Isn't adobe bridge free? I don't use it but heard its a good file manager....


----------



## stevelee (Aug 28, 2018)

I really like Bridge. I import pictures to my computer into folders by date. Then I'll put the folders into a bigger folder by name of trip or subject matter. For example, I have a folder named "Hawaii" that contains all the photo folders from the dates I was there. Thus the organization is in place almost immediately after I import the photos. My system might not work for somebody who shoots hundreds of weddings a year, but it works for me and fits how I think much better than dealing with Lightroom's database.

In Bridge, then, I see thumbnails of all of my photos for a day on the screen, and in traveling dates correspond to locations.

I think anybody can download and use Bridge, but its real usefulness is how well it works with Photoshop with ACR, and I guess Lightroom. For panoramas and HDR, it works better for me than the equivalent directly in Photoshop. I open multiple pictures in filmstrip mode, and use the almost-hidden little menu above the thumbnails to trigger the combination. After the screen to allow some tweaking of the process, it creates a new dmg file that you then can work on in ACR and then transfer the result to Photoshop. Maybe some of that can work with third party apps, but I've had no reason to try.


----------



## privatebydesign (Aug 28, 2018)

Durf said:


> Isn't adobe bridge free? I don't use it but heard its a good file manager....


Bridge is 'free' only with select Adobe products, like Photoshop.

The thing I find most useful about Bridge is it's ability to 'see' a lot more file types than Lightroom, I sometimes output print files to pdf and then Lightroom becomes useless whereas Bridge keeps everything neat.


----------



## Durf (Aug 28, 2018)

privatebydesign said:


> Bridge is 'free' only with select Adobe products, like Photoshop.
> 
> The thing I find most useful about Bridge is it's ability to 'see' a lot more file types than Lightroom, I sometimes output print files to pdf and then Lightroom becomes useless whereas Bridge keeps everything neat.



I may be wrong, but, its my understanding that Adobe Bridge is free regardless if you own or subscribe to any other Adobe products such as Lightroom/Photoshop, etc.


----------



## privatebydesign (Aug 28, 2018)

Durf said:


> I may be wrong, but, its my understanding that Adobe Bridge is free regardless if you own or subscribe to any other Adobe products such as Lightroom/Photoshop, etc.


You are correct, I was wrong and going on the old way. I don't know when it changed but the ability to download it and use it is now absolutely free, you just need to register with Adobe but that can be a throwaway address.


----------



## Durf (Aug 28, 2018)

privatebydesign said:


> You are correct, I was wrong and going on the old way. I don't know when it changed but the ability to download it and use it is now absolutely free, you just need to register with Adobe but that can be a throwaway address.

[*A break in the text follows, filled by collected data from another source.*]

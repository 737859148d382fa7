//! Dependency graph construction
//!
//! Turns a provider registry into a list of nodes ordered so that every node
//! comes after the nodes it depends on. Cycles are found with an explicit
//! path of tokens currently being visited.

use crate::di::{Factory, Injector, Provider, ProviderKind, ProviderList};
use crate::error::{Result, WeaveError};
use crate::metadata::{
    Controller, Decorator, Inject, Injectable, MetadataStore, Module, PropertyKey, RootModule,
};
use crate::token::{Token, TypeKey};
use std::collections::HashSet;

/// Tokens a provider needs before it can be built.
#[derive(Debug, Clone, Default)]
pub(crate) struct Requirements {
    /// Constructor parameters, in order.
    pub params: Vec<Token>,
    /// `@Inject` properties, in metadata order.
    pub properties: Vec<(String, Token)>,
    /// Tokens the scoped providers of a factory expect from outside.
    pub external: Vec<Token>,
}

impl Requirements {
    pub fn tokens(&self) -> impl Iterator<Item = &Token> {
        self.params
            .iter()
            .chain(self.properties.iter().map(|(_, token)| token))
            .chain(self.external.iter())
    }
}

pub(crate) fn requirements(store: &MetadataStore, provider: &Provider) -> Result<Requirements> {
    match &provider.kind {
        ProviderKind::UseValue(_) => Ok(Requirements::default()),
        ProviderKind::UseClass(key) => class_requirements(store, *key),
        ProviderKind::UseFactory(_) => {
            let local: HashSet<&Token> = provider.providers.iter().map(Provider::token).collect();
            let mut external: Vec<Token> = Vec::new();
            for scoped in &provider.providers {
                for token in requirements(store, scoped)?.tokens() {
                    if !local.contains(token)
                        && !is_injector_token(token)
                        && !external.contains(token)
                    {
                        external.push(token.clone());
                    }
                }
            }
            Ok(Requirements {
                external,
                ..Requirements::default()
            })
        }
    }
}

fn class_requirements(store: &MetadataStore, key: TypeKey) -> Result<Requirements> {
    let entries = store.get_all_metadata_for_target(key);
    let constructible = [Injectable::ID, Controller::ID, Module::ID, RootModule::ID];
    if !entries
        .iter()
        .any(|entry| entry.is_constructor() && constructible.contains(&entry.decorator_id))
    {
        return Err(WeaveError::configuration(format!(
            "{} is not injectable, register it with Class::<{}>::new().injectable()",
            key, key
        )));
    }
    if store.constructor(key).is_none() {
        return Err(WeaveError::ConstructorMissing {
            class: key.to_string(),
        });
    }

    let mut params = store.design_param(key);
    let mut overridden = HashSet::new();
    let mut properties: Vec<(String, Token)> = Vec::new();

    for entry in entries.iter().filter(|entry| entry.decorator_id == Inject::ID) {
        let token = entry
            .args
            .get::<Token>()
            .cloned()
            .or_else(|| entry.design_type.clone())
            .ok_or_else(|| {
                WeaveError::configuration(format!(
                    "@Inject on {}.{} has no token",
                    key, entry.property_key
                ))
            })?;

        match (entry.parameter_index, &entry.property_key) {
            (Some(index), PropertyKey::Constructor) => {
                // most-derived entries come first
                if !overridden.insert(index) {
                    continue;
                }
                let slot = params.get_mut(index).ok_or_else(|| {
                    WeaveError::configuration(format!(
                        "@Inject on parameter #{} of {}, which declares {} parameters",
                        index,
                        key,
                        store.design_param(key).len()
                    ))
                })?;
                *slot = token;
            }
            (None, PropertyKey::Named(name)) => {
                if !properties.iter().any(|(kept, _)| kept == name) {
                    properties.push((name.clone(), token));
                }
            }
            _ => {}
        }
    }

    Ok(Requirements {
        params,
        properties,
        external: Vec::new(),
    })
}

pub(crate) fn is_injector_token(token: &Token) -> bool {
    *token == Token::of::<Injector>()
}

#[derive(Debug, Clone)]
pub(crate) struct DependencyNode {
    pub token: Token,
    pub provider: Provider,
    pub requirements: Requirements,
}

/// Providers of one injector, dependencies first.
#[derive(Debug, Default)]
pub(crate) struct DependencyGraph {
    nodes: Vec<DependencyNode>,
}

impl DependencyGraph {
    pub fn build(
        registry: &ProviderList<Provider>,
        parent: Option<&Injector>,
        store: &MetadataStore,
    ) -> Result<Self> {
        let mut builder = GraphBuilder {
            registry,
            parent,
            store,
            nodes: Vec::with_capacity(registry.len()),
            placed: HashSet::new(),
            path: Vec::new(),
        };
        for token in registry.keys() {
            builder.visit(token)?;
        }
        Ok(Self {
            nodes: builder.nodes,
        })
    }

    pub fn nodes(&self) -> &[DependencyNode] {
        &self.nodes
    }

    pub fn len(&self) -> usize {
        self.nodes.len()
    }
}

struct GraphBuilder<'a> {
    registry: &'a ProviderList<Provider>,
    parent: Option<&'a Injector>,
    store: &'a MetadataStore,
    nodes: Vec<DependencyNode>,
    placed: HashSet<Token>,
    path: Vec<Token>,
}

impl GraphBuilder<'_> {
    fn visit(&mut self, token: &Token) -> Result<()> {
        if self.placed.contains(token) {
            return Ok(());
        }
        if let Some(start) = self.path.iter().position(|open| open == token) {
            let cycle = self.path[start..]
                .iter()
                .chain(std::iter::once(token))
                .map(Token::to_string)
                .collect::<Vec<_>>()
                .join(" -> ");
            return Err(WeaveError::CircularDependency { cycle });
        }
        let Some(provider) = self.registry.get(token) else {
            return Err(WeaveError::DependencyNotFound {
                token: token.to_string(),
                requested_by: self
                    .path
                    .last()
                    .map(Token::to_string)
                    .unwrap_or_else(|| "injector".to_string()),
            });
        };

        self.path.push(token.clone());
        let requirements = requirements(self.store, provider)?;
        for dependency in requirements.tokens() {
            if self.registry.has(dependency) {
                self.visit(dependency)?;
            } else if is_injector_token(dependency)
                || self.parent.is_some_and(|parent| parent.has(dependency))
            {
                continue;
            } else {
                return Err(WeaveError::DependencyNotFound {
                    token: dependency.to_string(),
                    requested_by: token.to_string(),
                });
            }
        }
        self.path.pop();

        if matches!(provider.kind, ProviderKind::UseFactory(Factory::Async(_))) {
            tracing::trace!(token = %token, "Async factory placed in graph");
        }
        self.placed.insert(token.clone());
        self.nodes.push(DependencyNode {
            token: token.clone(),
            provider: provider.clone(),
            requirements,
        });
        Ok(())
    }
}

#[cfg(test)]
mod tests {
    use super::*;
    use crate::metadata::Class;

    struct Engine;
    struct Wheel;
    struct Car;
    struct Chicken;
    struct Egg;

    fn registry(providers: Vec<Provider>) -> ProviderList<Provider> {
        let mut list = ProviderList::new();
        for provider in providers {
            list.set(provider.provide.clone(), provider).unwrap();
        }
        list
    }

    fn order(graph: &DependencyGraph) -> Vec<String> {
        graph.nodes().iter().map(|n| n.token.to_string()).collect()
    }

    #[test]
    fn test_dependencies_come_first() {
        let store = MetadataStore::new();
        Class::<Car>::new()
            .injectable()
            .param::<Engine>()
            .inject_property("wheel", Token::of::<Wheel>())
            .constructor(|_| Ok(Car))
            .register_in(&store);
        Class::<Engine>::new()
            .injectable()
            .constructor(|_| Ok(Engine))
            .register_in(&store);
        Class::<Wheel>::new()
            .injectable()
            .constructor(|_| Ok(Wheel))
            .register_in(&store);

        let list = registry(vec![
            Provider::class::<Car>(),
            Provider::class::<Wheel>(),
            Provider::class::<Engine>(),
        ]);
        let graph = DependencyGraph::build(&list, None, &store).unwrap();
        assert_eq!(order(&graph), vec!["Engine", "Wheel", "Car"]);
    }

    #[test]
    fn test_cycle_is_named() {
        let store = MetadataStore::new();
        Class::<Chicken>::new()
            .injectable()
            .param::<Egg>()
            .constructor(|_| Ok(Chicken))
            .register_in(&store);
        Class::<Egg>::new()
            .injectable()
            .param::<Chicken>()
            .constructor(|_| Ok(Egg))
            .register_in(&store);

        let list = registry(vec![Provider::class::<Chicken>(), Provider::class::<Egg>()]);
        let err = DependencyGraph::build(&list, None, &store).unwrap_err();
        match err {
            WeaveError::CircularDependency { cycle } => {
                assert_eq!(cycle, "Chicken -> Egg -> Chicken")
            }
            other => panic!("unexpected error: {}", other),
        }
    }

    #[test]
    fn test_missing_dependency_names_requester() {
        let store = MetadataStore::new();
        Class::<Car>::new()
            .injectable()
            .param::<Engine>()
            .constructor(|_| Ok(Car))
            .register_in(&store);

        let list = registry(vec![Provider::class::<Car>()]);
        let err = DependencyGraph::build(&list, None, &store).unwrap_err();
        assert_eq!(err.to_string(), "No provider for Engine, requested by Car");
    }

    #[test]
    fn test_unregistered_class_is_a_configuration_error() {
        let store = MetadataStore::new();
        let list = registry(vec![Provider::class::<Wheel>()]);
        let err = DependencyGraph::build(&list, None, &store).unwrap_err();
        assert_eq!(err.kind(), crate::error::ErrorKind::Configuration);
    }

    #[test]
    fn test_factory_requires_external_tokens_of_scoped_providers() {
        let store = MetadataStore::new();
        Class::<Car>::new()
            .injectable()
            .param::<Engine>()
            .param::<Wheel>()
            .constructor(|_| Ok(Car))
            .register_in(&store);

        let factory = Provider::use_factory("car", |_| Ok(1u8))
            .with_providers(vec![Provider::class::<Car>(), Provider::use_value(Token::of::<Wheel>(), Wheel)]);
        let reqs = requirements(&store, &factory).unwrap();
        assert_eq!(reqs.external, vec![Token::of::<Engine>()]);
    }
}
impl MetadataEntry {
    pub fn new(target: TypeKey, decorator_id: DecoratorId, decorator_type: DecoratorType) -> Self {
        Self {
            target,
            property_key: PropertyKey::Constructor,
            parameter_index: None,
            decorator_id,
            decorator_type,
            args: Args::default(),
            design_type: None,
            design_param: Vec::new(),
            design_return: None,
        }
    }

    pub fn property(mut self, key: impl Into<String>) -> Self {
        self.property_key = PropertyKey::named(key);
        self
    }

    pub fn parameter(mut self, index: usize) -> Self {
        self.parameter_index = Some(index);
        self
    }

    pub fn args<A: Any + Send + Sync>(mut self, args: A) -> Self {
        self.args = Args::new(args);
        self
    }

    pub fn design_type(mut self, token: impl Into<Token>) -> Self {
        self.design_type = Some(token.into());
        self
    }

    pub fn design_return(mut self, token: impl Into<Token>) -> Self {
        self.design_return = Some(token.into());
        self
    }

    pub fn is_constructor(&self) -> bool {
        self.decorator_type == DecoratorType::Constructor
    }

    /// Two entries with the same key override each other across the inheritance chain.
    pub(crate) fn same_slot(&self, other: &MetadataEntry) -> bool {
        self.decorator_id == other.decorator_id
            && self.property_key == other.property_key
            && self.parameter_index == other.parameter_index
    }
}

/// Everything registered for one class.
#[derive(Clone)]
pub(crate) struct ClassRecord {
    pub key: TypeKey,
    pub parent: Option<TypeKey>,
    pub constructor: Option<Constructor>,
    pub design_param: Vec<Token>,
    pub entries: Vec<MetadataEntry>,
}

impl ClassRecord {
    pub fn new(key: TypeKey) -> Self {
        Self {
            key,
            parent: None,
            constructor: None,
            design_param: Vec::new(),
            entries: Vec::new(),
        }
    }
}

#[derive(Default)]
pub struct MetadataStore {
    classes: DashMap<TypeId, ClassRecord>,
}

static STORE: Lazy<MetadataStore> = Lazy::new(MetadataStore::new);

/// The process-wide store used by injectors and routers.
pub fn store() -> &'static MetadataStore {
    &STORE
}

/// Id of a decorator type.
pub fn get_decorator_id<D: Decorator>() -> DecoratorId {
    D::ID
}

impl MetadataStore {
    pub fn new() -> Self {
        Self::default()
    }

    /// Append an entry to the target's own metadata.
    pub fn record(&self, target: TypeKey, entry: MetadataEntry) {
        self.classes
            .entry(target.id())
            .or_insert_with(|| ClassRecord::new(target))
            .entries
            .push(entry);
    }

    pub fn set_parent(&self, target: TypeKey, parent: TypeKey) {
        self.classes
            .entry(target.id())
            .or_insert_with(|| ClassRecord::new(target))
            .parent = Some(parent);
    }

    /// Replace whatever was registered for the record's class.
    pub(crate) fn define(&self, record: ClassRecord) {
        tracing::debug!(
            class = %record.key,
            entries = record.entries.len(),
            "Registering class metadata"
        );
        self.classes.insert(record.key.id(), record);
    }

    pub fn contains(&self, target: TypeKey) -> bool {
        self.classes.contains_key(&target.id())
    }

    pub fn parent_of(&self, target: TypeKey) -> Option<TypeKey> {
        self.classes.get(&target.id()).and_then(|record| record.parent)
    }

    pub fn constructor(&self, target: TypeKey) -> Option<Constructor> {
        self.classes
            .get(&target.id())
            .and_then(|record| record.constructor.clone())
    }

    /// Constructor parameter tokens declared by the class itself.
    pub fn design_param(&self, target: TypeKey) -> Vec<Token> {
        self.classes
            .get(&target.id())
            .map(|record| record.design_param.clone())
            .unwrap_or_default()
    }

    /// Own entries only, in declaration order.
    pub fn get_metadata_for_target(&self, target: TypeKey) -> Vec<MetadataEntry> {
        self.classes
            .get(&target.id())
            .map(|record| record.entries.clone())
            .unwrap_or_default()
    }

    /// Own entries followed by the non-overridden entries of every ancestor.
    pub fn get_all_metadata_for_target(&self, target: TypeKey) -> Vec<MetadataEntry> {
        let chain = self.chain(target);
        let Some(most_derived) = chain.first() else {
            return Vec::new();
        };
        let derived_params = most_derived
            .constructor
            .as_ref()
            .map(|_| most_derived.design_param.clone());

        let mut result: Vec<MetadataEntry> = Vec::new();
        let mut constructor_ids = HashSet::new();

        for (depth, record) in chain.iter().enumerate() {
            for entry in &record.entries {
                if entry.is_constructor() {
                    if !constructor_ids.insert(entry.decorator_id) {
                        continue;
                    }
                    let mut entry = entry.clone();
                    if depth > 0 {
                        if let Some(params) = &derived_params {
                            entry.design_param = params.clone();
                        }
                    }
                    result.push(entry);
                } else if !result.iter().any(|kept| kept.same_slot(entry)) {
                    result.push(entry.clone());
                }
            }
        }
        result
    }

    pub fn is_decorator_defined(&self, target: TypeKey, decorator_id: DecoratorId) -> bool {
        self.get_all_metadata_for_target(target)
            .iter()
            .any(|entry| entry.decorator_id == decorator_id)
    }

    /// The surviving constructor decorator entry with the given id.
    pub fn get_class_metadata(
        &self,
        target: TypeKey,
        decorator_id: DecoratorId,
    ) -> Option<MetadataEntry> {
        self.get_all_metadata_for_target(target)
            .into_iter()
            .find(|entry| entry.is_constructor() && entry.decorator_id == decorator_id)
    }

    pub fn get_method_metadata(&self, target: TypeKey, method: &str) -> Vec<MetadataEntry> {
        self.get_all_metadata_for_target(target)
            .into_iter()
            .filter(|entry| {
                entry.decorator_type == DecoratorType::Method && entry.property_key.as_str() == method
            })
            .collect()
    }

    pub fn get_property_metadata(&self, target: TypeKey, property: &str) -> Vec<MetadataEntry> {
        self.get_all_metadata_for_target(target)
            .into_iter()
            .filter(|entry| {
                entry.decorator_type != DecoratorType::Method
                    && entry.parameter_index.is_none()
                    && entry.property_key.as_str() == property
            })
            .collect()
    }

    /// Records from `target` up to the root; stops on unknown or repeated classes.
    fn chain(&self, target: TypeKey) -> Vec<ClassRecord> {
        let mut chain = Vec::new();
        let mut seen = HashSet::new();
        let mut next = Some(target);
        while let Some(key) = next {
            if !seen.insert(key) {
                tracing::warn!(class = %key, "Inheritance cycle in metadata, stopping walk");
                break;
            }
            let Some(record) = self.classes.get(&key.id()).map(|record| record.clone()) else {
                break;
            };
            next = record.parent;
            chain.push(record);
        }
        chain
    }
}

I'm gonna take a good look at it tonight when I get home from work; I'm using ON1 as a stand alone editor now and it's working pretty good for me but it doesn't have a good DAM system. 
If I was going to use Bridge I'd still have to use ON1 for moving things around and totally would have to do some other testing with Bridge to see how ON1's sidecar files react.....


----------



## oss (Aug 28, 2018)

Durf said:


> Isn't adobe bridge free? I don't use it but heard its a good file manager....



A catalogue manger and a file manager are two different things.

I must confess I have only indirectly used Adobe Bridge.


----------



## LDS (Aug 28, 2018)

oss said:


> You can get a hell of a lot of file data (which is tiny) stored in 10GB



Still, it's an hard limit you may hit. There are people who have LR catalogs larger than 10GB. You may store less data than LR, true.


----------



## oss (Aug 28, 2018)

privatebydesign said:


> Bridge is 'free' only with select Adobe products, like Photoshop.
> 
> The thing I find most useful about Bridge is it's ability to 'see' a lot more file types than Lightroom, I sometimes output print files to pdf and then Lightroom becomes useless whereas Bridge keeps everything neat.



Interesting, so my posting here is not just a throwaway, thanks I will try to learn from this and I'll look into Bridge in more detail.


----------



## LDS (Aug 28, 2018)

stevelee said:


> I import pictures to my computer into folders by date. Then I'll put the folders into a bigger folder by name of trip or subject matter.



That's what (smart) collection are for in LR. The advantage is you can have the same photo in more than one collection, regardless of their organization on disk, and you can add/remove them at will without ever moving the photos on disk once imported, which simplify backups. Smart collection "automatically updates" because their are based on search criteria.

The disadvantage is it works in LR only, thus if you also use other tools is less useful, although you can easily open the folder where the photo is from LR.


----------



## oss (Aug 28, 2018)

LDS said:


> Still, it's an hard limit you may hit. There are people who have LR catalogs larger than 10GB. You may store less data than LR, true.


Seriously?

My god Lightroom must be really inefficient, catalogues and catalogues + files are a different thing, I have 50 Gb worth of files in one catalogue but the database is tiny, if the catalogue file database is that large it is surely seriously fragmented?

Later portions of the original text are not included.